けどまあ、さすがにこの誤解は解いておきたい。
「確かにまあ、罪は犯しました。けど、イジッテちゃんと一緒にいるためにはそうするしかなかったんです。信じて欲しいとしか言えませんけど、誰かを傷つけたりとか、そういう罪は犯してないつもりです」
テンジンザさんと、城の警備兵たちの誇りはちょっと傷つけたかもしれないけど、それはまあ許してほしいところだ。
「それは本当にそうだと思う。こいつはまあ、一言でいうと、勇者になりたい小悪党なんだよ。変な事言ってるかもしれないけど、そんなコイツだから私は今ここに居られると思うし、これからも一緒に居た……居てもいいかな、と思ってるんだ」
……素直に一緒に居たいって言ってくれてもいいんだよ?と思いつつも、ここはさすがにこらえた。

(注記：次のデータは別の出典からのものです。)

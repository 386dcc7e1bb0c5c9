//! Audio blocks: selective header updates and entropy-coded sample data.
//!
//! A block optionally re-states decoding parameters gated by the
//! `block_header_content` mask, then carries per-sample data: bypassed
//! matrix LSBs, a Huffman-coded MSB per channel and a fixed-width LSB
//! residual. Sample values are not reconstructed here; the data is walked
//! bit-exactly so the access unit geometry and CRCs can be validated.

use anyhow::{Result, bail};

use crate::mlp::{MlpWarningFlags, SubstreamState};
use crate::mlp::filter::{FilterParams, FilterType, MLP_FIR_IIR_TOTAL_MAX_ORDER};
use crate::mlp::matrix::MatrixParameters;
use crate::mlp::restart_header::RestartHeader;
use crate::utils::bitstream_io::BsIoSliceReader;
use crate::utils::errors::{MlpBlockError, MlpFilterError};

pub const BHC_BLOCK_HEADER_CONTENT: u8 = 0x80;
pub const BHC_HUFFMAN_OFFSET: u8 = 0x40;
pub const BHC_IIR_FILTER_PARAMETERS: u8 = 0x20;
pub const BHC_FIR_FILTER_PARAMETERS: u8 = 0x10;
pub const BHC_QUANT_STEP_SIZE: u8 = 0x08;
pub const BHC_OUTPUT_SHIFT: u8 = 0x04;
pub const BHC_MATRIX_PARAMETERS: u8 = 0x02;
pub const BHC_BLOCK_SIZE: u8 = 0x01;

/// Default `block_header_content`: every section may appear.
pub const BHC_DEFAULT: u8 = 0xFF;

const HUFFMAN_LONGEST_CODE_SIZE: u32 = 9;

struct HuffmanEntry {
    mask: u16,
    code: u16,
    size: u32,
    value: i32,
}

struct HuffmanBook {
    entries: &'static [HuffmanEntry],
    /// Number of decodable entries when only `i` input bits remain.
    book_size: [usize; HUFFMAN_LONGEST_CODE_SIZE as usize + 1],
}

macro_rules! huffman_entries {
    ($(($mask:expr, $code:expr, $size:expr, $value:expr)),+ $(,)?) => {
        &[$(HuffmanEntry { mask: $mask, code: $code, size: $size, value: $value }),+]
    };
}

static HUFFMAN_BOOKS: [HuffmanBook; 3] = [
    // Codebook 1, symbols -7..=+10.
    HuffmanBook {
        entries: huffman_entries![
            (0x1C0, 0x040, 3, -1),
            (0x1C0, 0x140, 3, 0),
            (0x1C0, 0x100, 3, 1),
            (0x1C0, 0x180, 3, 2),
            (0x1C0, 0x1C0, 3, 3),
            (0x1C0, 0x0C0, 3, 4),
            (0x1E0, 0x020, 4, -2),
            (0x1E0, 0x0A0, 4, 5),
            (0x1F0, 0x010, 5, -3),
            (0x1F0, 0x090, 5, 6),
            (0x1F8, 0x008, 6, -4),
            (0x1F8, 0x088, 6, 7),
            (0x1FC, 0x004, 7, -5),
            (0x1FC, 0x084, 7, 8),
            (0x1FE, 0x002, 8, -6),
            (0x1FE, 0x082, 8, 9),
            (0x1FF, 0x001, 9, -7),
            (0x1FF, 0x081, 9, 10),
        ],
        book_size: [0, 0, 0, 6, 8, 10, 12, 14, 16, 18],
    },
    // Codebook 2, symbols -7..=+8.
    HuffmanBook {
        entries: huffman_entries![
            (0x180, 0x100, 2, 0),
            (0x180, 0x180, 2, 1),
            (0x1C0, 0x040, 3, -1),
            (0x1C0, 0x0C0, 3, 2),
            (0x1E0, 0x020, 4, -2),
            (0x1E0, 0x0A0, 4, 3),
            (0x1F0, 0x010, 5, -3),
            (0x1F0, 0x090, 5, 4),
            (0x1F8, 0x008, 6, -4),
            (0x1F8, 0x088, 6, 5),
            (0x1FC, 0x004, 7, -5),
            (0x1FC, 0x084, 7, 6),
            (0x1FE, 0x002, 8, -6),
            (0x1FE, 0x082, 8, 7),
            (0x1FF, 0x001, 9, -7),
            (0x1FF, 0x081, 9, 8),
        ],
        book_size: [0, 0, 2, 4, 6, 8, 10, 12, 14, 16],
    },
    // Codebook 3, symbols -7..=+7.
    HuffmanBook {
        entries: huffman_entries![
            (0x100, 0x100, 1, 0),
            (0x1C0, 0x040, 3, -1),
            (0x1C0, 0x0C0, 3, 1),
            (0x1E0, 0x020, 4, -2),
            (0x1E0, 0x0A0, 4, 2),
            (0x1F0, 0x010, 5, -3),
            (0x1F0, 0x090, 5, 3),
            (0x1F8, 0x008, 6, -4),
            (0x1F8, 0x088, 6, 4),
            (0x1FC, 0x004, 7, -5),
            (0x1FC, 0x084, 7, 5),
            (0x1FE, 0x002, 8, -6),
            (0x1FE, 0x082, 8, 6),
            (0x1FF, 0x001, 9, -7),
            (0x1FF, 0x081, 9, 7),
        ],
        book_size: [0, 1, 1, 3, 5, 7, 9, 11, 13, 15],
    },
];

/// Decodes one entropy-coded MSB from the given codebook (1..=3).
fn read_huffman_code(reader: &mut BsIoSliceReader, codebook: u8) -> Result<i32> {
    let book = &HUFFMAN_BOOKS[codebook as usize - 1];

    let mut max_code_size = reader.available()? as u32;
    if max_code_size == 0 {
        bail!(MlpBlockError::HuffmanDecodeFailure { input: 0 });
    }
    max_code_size = max_code_size.min(HUFFMAN_LONGEST_CODE_SIZE);

    let lut_size = book.book_size[max_code_size as usize];
    let input = reader.peek_n::<u16>(max_code_size)? << (HUFFMAN_LONGEST_CODE_SIZE - max_code_size);

    for entry in &book.entries[..lut_size] {
        if input & entry.mask == entry.code {
            reader.skip_n(entry.size)?;
            return Ok(entry.value);
        }
    }

    bail!(MlpBlockError::HuffmanDecodeFailure { input })
}

/// Per-channel entropy and filter parameters from the block header.
#[derive(Clone, Copy, Debug)]
pub struct ChannelParams {
    pub fir: FilterParams,
    pub iir: FilterParams,
    pub fir_changes: u8,
    pub iir_changes: u8,
    pub huffman_offset: i16,
    pub codebook: u8,
    pub num_huffman_lsbs: u8,
}

impl Default for ChannelParams {
    fn default() -> Self {
        Self {
            fir: FilterParams::default(),
            iir: FilterParams::default(),
            fir_changes: 0,
            iir_changes: 0,
            huffman_offset: 0,
            codebook: 0,
            num_huffman_lsbs: 24,
        }
    }
}

impl ChannelParams {
    fn read(
        reader: &mut BsIoSliceReader,
        ss: &mut SubstreamState,
        ch: usize,
    ) -> Result<()> {
        let block_header_content = ss.block_header_content;

        if block_header_content & BHC_FIR_FILTER_PARAMETERS != 0 {
            // fir_filter_parameters_present
            if reader.get()? {
                let cp = &mut ss.channel_params[ch];
                cp.fir_changes += 1;
                if cp.fir_changes > 1 {
                    bail!(MlpBlockError::FilterParametersRepeated {
                        filter: "FIR",
                        channel: ch,
                    });
                }
                cp.fir = FilterParams::read(reader, FilterType::Fir)?;
            }
        }

        if block_header_content & BHC_IIR_FILTER_PARAMETERS != 0 {
            // iir_filter_parameters_present
            if reader.get()? {
                let cp = &mut ss.channel_params[ch];
                cp.iir_changes += 1;
                if cp.iir_changes > 1 {
                    bail!(MlpBlockError::FilterParametersRepeated {
                        filter: "IIR",
                        channel: ch,
                    });
                }
                cp.iir = FilterParams::read(reader, FilterType::Iir)?;
            }
        }

        let cp = &mut ss.channel_params[ch];

        if cp.fir.order + cp.iir.order > MLP_FIR_IIR_TOTAL_MAX_ORDER {
            bail!(MlpFilterError::TotalOrderTooHigh {
                fir: cp.fir.order,
                iir: cp.iir.order,
            });
        }

        if cp.fir.order > 0 && cp.iir.order > 0 && cp.fir.shift != cp.iir.shift {
            bail!(MlpFilterError::ShiftMismatch {
                fir: cp.fir.shift,
                iir: cp.iir.shift,
            });
        }

        if block_header_content & BHC_HUFFMAN_OFFSET != 0 {
            // huffman_offset_present
            if reader.get()? {
                cp.huffman_offset = reader.get_s(15)?;
            }
        }

        cp.codebook = reader.get_n(2)?;
        cp.num_huffman_lsbs = reader.get_n(5)?;

        if cp.num_huffman_lsbs > 24 {
            bail!(MlpBlockError::HuffmanLsbsTooLarge(cp.num_huffman_lsbs));
        }

        Ok(())
    }
}

fn read_block_header(
    reader: &mut BsIoSliceReader,
    ss: &mut SubstreamState,
    samples_per_au: usize,
) -> Result<()> {
    if ss.block_header_content & BHC_BLOCK_HEADER_CONTENT != 0 {
        // block_header_content_exists
        if reader.get()? {
            ss.block_header_content = reader.get_n(8)?;
        }
    }

    if ss.block_header_content & BHC_BLOCK_SIZE != 0 {
        // block_size_present
        if reader.get()? {
            let block_size: u16 = reader.get_n(9)?;
            if block_size as usize > samples_per_au {
                bail!(MlpBlockError::BlockSizeTooLarge(block_size));
            }
            ss.block_size = block_size;
        }
    }

    if ss.block_header_content & BHC_MATRIX_PARAMETERS != 0 {
        // matrix_parameters_present
        if reader.get()? {
            ss.matrix_changes += 1;
            if ss.matrix_changes > 1 {
                bail!(MlpBlockError::MatrixParametersRepeated);
            }
            ss.matrix_params = MatrixParameters::read(reader, &ss.restart_header)?;
        }
    }

    if ss.block_header_content & BHC_OUTPUT_SHIFT != 0 {
        // output_shift_present
        if reader.get()? {
            for _ch in 0..=ss.restart_header.max_matrix_chan as usize {
                let output_shift: i8 = reader.get_s(4)?;
                if output_shift < 0 || output_shift > 23 {
                    bail!(MlpBlockError::OutputShiftOutOfRange(output_shift));
                }
            }
        }
    }

    if ss.block_header_content & BHC_QUANT_STEP_SIZE != 0 {
        // quant_step_size_present
        if reader.get()? {
            for ch in 0..=ss.restart_header.max_matrix_chan as usize {
                ss.quant_step_size[ch] = reader.get_n(4)?;
            }
        }
    }

    for ch in ss.restart_header.min_chan as usize..=ss.restart_header.max_chan as usize {
        // channel_parameters_present
        if reader.get()? {
            ChannelParams::read(reader, ss, ch)?;
        }
    }

    Ok(())
}

fn read_block_data(reader: &mut BsIoSliceReader, ss: &SubstreamState) -> Result<()> {
    let min_chan = ss.restart_header.min_chan as usize;
    let max_chan = ss.restart_header.max_chan as usize;
    let num_matrices = ss.matrix_params.num_primitive_matrices as usize;

    for _sample in 0..ss.block_size {
        for mat in 0..num_matrices {
            if ss.matrix_params.matrices[mat].lsb_bypass_exists {
                // lsb_bypass
                reader.skip_n(1)?;
            }
        }

        for ch in min_chan..=max_chan {
            let cp = &ss.channel_params[ch];

            if cp.num_huffman_lsbs < ss.quant_step_size[ch] {
                bail!(MlpBlockError::QuantStepTooLarge {
                    channel: ch,
                    step: ss.quant_step_size[ch],
                    lsbs: cp.num_huffman_lsbs,
                });
            }
            let num_lsb_bits = (cp.num_huffman_lsbs - ss.quant_step_size[ch]) as u32;

            if cp.codebook > 0 {
                read_huffman_code(reader, cp.codebook)?;
            }

            if num_lsb_bits > 0 {
                reader.skip_n(num_lsb_bits)?;
            }
        }
    }

    Ok(())
}

/// Reads one audio block, updating the substream parameter state.
pub fn read_block(
    reader: &mut BsIoSliceReader,
    ss: &mut SubstreamState,
    ss_idx: usize,
    samples_per_au: usize,
    warnings: &mut MlpWarningFlags,
) -> Result<()> {
    // block_header_exists
    if reader.get()? {
        // restart_header_exists
        if reader.get()? {
            let rh = RestartHeader::read(reader, ss_idx, warnings)?;

            if ss.restart_seen && rh.output_timing != ss.cur_output_timing {
                bail!(crate::utils::errors::MlpRestartHeaderError::OutputTimingMismatch {
                    read: rh.output_timing,
                    expected: ss.cur_output_timing,
                });
            }

            ss.apply_restart_header(rh);
        }

        if !ss.restart_seen {
            bail!(MlpBlockError::MissingRestartHeader);
        }

        read_block_header(reader, ss, samples_per_au)?;
    }

    if !ss.restart_seen {
        bail!(MlpBlockError::MissingRestartHeader);
    }

    if ss.restart_header.error_protect {
        // block_data_bits pointer, parsed but not verified
        reader.skip_n(16)?;
    }

    read_block_data(reader, ss)?;

    if ss.restart_header.error_protect {
        // block_header_CRC, parsed but not verified
        reader.skip_n(8)?;
    }

    ss.cur_output_timing = ss.cur_output_timing.wrapping_add(ss.block_size);

    Ok(())
}

#[cfg(test)]
mod tests {
    use super::*;
    use crate::utils::bitstream_io::BsIoVecWriter;

    #[test]
    fn huffman_book_3_decodes_shortest_code() -> Result<()> {
        // Codebook 3: a leading 1 bit decodes to 0.
        let data = [0b1000_0000];
        let mut reader = BsIoSliceReader::from_slice(&data);
        assert_eq!(read_huffman_code(&mut reader, 3)?, 0);
        assert_eq!(reader.position()?, 1);
        Ok(())
    }

    #[test]
    fn huffman_book_1_decodes_longest_codes() -> Result<()> {
        let mut w = BsIoVecWriter::default();
        w.put_n(9, 0x001u16)?; // -7
        w.put_n(9, 0x081u16)?; // +10
        w.put_n(6, 0u8)?;
        let data = w.finish()?;

        let mut reader = BsIoSliceReader::from_slice(&data);
        assert_eq!(read_huffman_code(&mut reader, 1)?, -7);
        assert_eq!(read_huffman_code(&mut reader, 1)?, 10);
        Ok(())
    }

    #[test]
    fn truncated_input_limits_the_codebook() {
        // Only 2 bits remain: book 1 has no codes shorter than 3 bits.
        let data = [0b0100_0000];
        let mut reader = BsIoSliceReader::from_slice(&data);
        reader.skip_n(6).unwrap();
        assert!(read_huffman_code(&mut reader, 1).is_err());
    }
}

少しだけ悩む仕草を見せるアンネさんだけど、すぐに笑顔になった。
「わかったわ、あなたたちを信じる。……けど、ポイント置くならこっそりね?店に来るときもこっそりね?お姉さん、軍に逆らえるほどの度胸ないんだからね。小市民なんだからね」
「―――ありがとうござまいす!じゃあ、これも」
僕は、アイテムを一つ手渡す。
「あらこれは―――トントン石ね」
トントン石は二つセットのアイテムで、魔力を込めつつ片方の石を叩くと、その叩いた音だけがもう片方の石に伝わる、という簡易的な通信手段だ。
石の叩く回数やリズムで情報を伝える事も出来るのだが、何回叩けばどういう意味になるのか、等を覚えるのが大変なので、ほとんどの人は本当に簡単な合図だけの為に使っている。
「店に来たい時にはこれをいて合図するので、来ても良いタイミングだったら返事を返してください。そうですね……3回くらい叩いて貰えたら。無理な時は無視してくれて良いです。もしかしたら軍の兵士が店に来てるかもしれないので、そんな時に一回でも叩いたらどっかに何かしらの合図を送ったと思われそうですし」
「……わかったわ。本当に何か大変なことに巻き込まれてるのね」
「巻き込まれてると言うか……自分から巻き込まれに行くしかなかったんですよね」
「―――それは、この子の為に?」
「はい」
何の迷いもなく、肯定出来る。
僕は、イジッテちゃんの為にこの道を選んだ。
「――――あ、でも、ちょっとだけ違うかもです」
「どういうこと?」
僕は、イジッテちゃん頭にぽんっと手をのせる。
「僕が、彼女と一緒に居たかったから、の方が正確かもしれませんね」
「……やめろ恥ずかしい…」
イジッテちゃんはいつものように強く僕を叩かず、恥ずかしそうに手を振り払った。
その様子を見て、アンネさんはニコっと笑い、
「あなたたち、良いコンビね」
と言ってきたので、
「はい!」
「どこが」
とそれぞれ答えた。本当に照れ屋ですねぇイジッテちゃんは!
ガイン。殴られた。また声に出てたか。
「ふふっ、なんだか、あなたたちならどんなに大変な状況になっても乗り越えられそうね。……いってらっしゃい。そして、いつでも帰ってきてね」
アンネさんがイジッテちゃんを強く抱きしめると、イジッテちゃんもそれに応えてアンネさんを抱きしめた。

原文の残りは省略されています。